Anandtech’s in-depth investigation of the matter revealed an application in the GS4 containing the string “BenchmarkBooster” calling out popular benchmarking apps such as Antutu, Quadrant and GLBenchmark. The application – a file called TwDVFSApp.apk – recognizes when the whitelisted app is opened by the user, and immediately sets the CPU and GPU to its max clock speed for as long as the app is opened.
For the GS4 variant containing the Exynos 5 Octa chip, the hidden app automatically switches the device to run on the Cortex-A15 cluster, and the default 1.2GHz clock speed does not drop for the duration that any whitelisted app is opened.
As a result, the scores on the benchark tests on the whitelisted apps are obviously skewed in Samsung’s favour, with Anandtech recording a 10.8% increase in scores compared to a similar benchmarking app that was unaffected (GFXBench 2.7.0 and GLBenchmark 2.5.1).

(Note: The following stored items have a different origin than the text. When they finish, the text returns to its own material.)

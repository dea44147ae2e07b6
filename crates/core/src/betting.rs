// Copyright (C) 2025 Vince Vasta
// SPDX-License-Identifier: Apache-2.0

//! Street betting engine.
//!
//! A street is played by [run_street] that asks a [DecisionProvider] for each
//! player action until the action returns to the last aggressor or only one
//! player is left contesting the pot. Front ends that need to drive a street
//! one action at a time can use [BettingRound] directly.
use log::warn;
use serde::{Deserialize, Serialize};
use thiserror::Error;

use crate::{
    player::{Player, PlayerId, Roster},
    poker::{Card, Chips, Stakes, Street},
};

mod round;
pub use round::{BettingRound, BettingState};

/// A player action.
#[derive(Debug, Clone, Copy, PartialEq, Eq, Serialize, Deserialize)]
pub enum Action {
    /// Leave the hand.
    Fold,
    /// Match the largest bet, checks when there is nothing to call.
    CheckCall,
    /// Bet or raise to the given street total.
    BetRaise(Chips),
}

/// The state a player sees when asked for an action.
#[derive(Debug, Clone, Copy, PartialEq, Eq)]
pub struct ActionRequest {
    /// The player that has to act.
    pub player_id: PlayerId,
    /// The player position at the table.
    pub position: usize,
    /// The street being played.
    pub street: Street,
    /// The largest bet in this street.
    pub largest_bet: Chips,
    /// The chips this player has already bet in this street.
    pub player_bet: Chips,
    /// The chips needed to call, capped by the player stack.
    pub to_call: Chips,
    /// The smallest total bet for a full raise.
    pub min_raise: Chips,
    /// The largest total bet this player can make.
    pub max_bet: Chips,
    /// The pot including all bets in this street.
    pub pot: Chips,
}

impl ActionRequest {
    /// Checks if the player can check.
    pub fn can_check(&self) -> bool {
        self.to_call == Chips::ZERO
    }

    /// Checks if the player can bet or raise.
    pub fn can_raise(&self) -> bool {
        self.max_bet > self.largest_bet
    }

    /// Returns a raise to `amount` adjusted to the allowed range, or a call
    /// if the player cannot raise.
    pub fn raise_to(&self, amount: Chips) -> Action {
        if self.can_raise() {
            Action::BetRaise(amount.max(self.min_raise).min(self.max_bet))
        } else {
            Action::CheckCall
        }
    }
}

/// Chooses the actions for the players at a table.
pub trait DecisionProvider {
    /// Returns the action for a player.
    fn request_decision(&mut self, player: &Player, req: &ActionRequest) -> Action;

    /// Called when the action returned by [DecisionProvider::request_decision]
    /// has been rejected, the returned action is applied instead.
    fn rejected(&mut self, _player: &Player, _req: &ActionRequest, _err: &BettingError) -> Action {
        Action::Fold
    }

    /// Called when board cards are dealt, with all the board cards so far.
    fn board_dealt(&mut self, _board: &[Card]) {}
}

/// Betting errors.
#[derive(Debug, Error, Clone, PartialEq, Eq)]
pub enum BettingError {
    /// The raise is below the minimum raise or above the player stack.
    #[error("invalid raise to {amount}, minimum is {minimum} maximum is {maximum}")]
    InvalidRaiseAmount {
        /// The rejected bet.
        amount: Chips,
        /// The smallest total bet for a full raise.
        minimum: Chips,
        /// The largest bet the player can afford.
        maximum: Chips,
    },
    /// An action was applied after the street closed.
    #[error("action after the betting round closed")]
    ActionAfterRoundClosed,
    /// The round was closed while players still had to act.
    #[error("betting round is not closed")]
    RoundNotClosed,
}

/// The result of a street betting.
#[derive(Debug, Clone, PartialEq, Eq)]
pub struct StreetResult {
    /// The street that was played.
    pub street: Street,
    /// The pot after collecting this street bets, if there is an early
    /// winner the pot has been paid to the winner.
    pub pot: Chips,
    /// The player that won because all other players folded or went all-in.
    pub winner: Option<PlayerId>,
    /// The players that can still act in the next street.
    pub contesting: Vec<PlayerId>,
}

/// Runs a street betting round asking the provider for each player action.
pub fn run_street<P>(
    roster: &mut Roster,
    pot: Chips,
    street: Street,
    stakes: &Stakes,
    provider: &mut P,
) -> Result<StreetResult, BettingError>
where
    P: DecisionProvider + ?Sized,
{
    let mut round = BettingRound::start(roster, pot, street, stakes);

    while let Some(req) = round.next_request(roster) {
        let mut action = provider.request_decision(roster.seat(req.position), &req);

        loop {
            match round.apply(roster, action) {
                Ok(()) => break,
                Err(err @ BettingError::InvalidRaiseAmount { .. }) => {
                    let player = roster.seat(req.position);
                    warn!("{} {err}", player.nickname);
                    action = provider.rejected(player, &req, &err);
                }
                Err(err) => return Err(err),
            }
        }
    }

    round.close(roster)
}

Naturally, in a mobile space where benchmark scores are becoming an increasingly important initial gauge for consumers about a device’s capabilities, rigging the hardware to work harder when certain benchmark apps are triggered is rather unethical – though Anandtech notes that this practice does happen in the PC industry.
If left unchecked, this practice will start an unhealthy precedent in the industry, with Anandtech noting that if left unchecked, “we end up in an arms race between all of the SoC and device makers where non-insignificant amounts of time and engineering effort is spent on gaming the benchmarks rather than improving user experience.”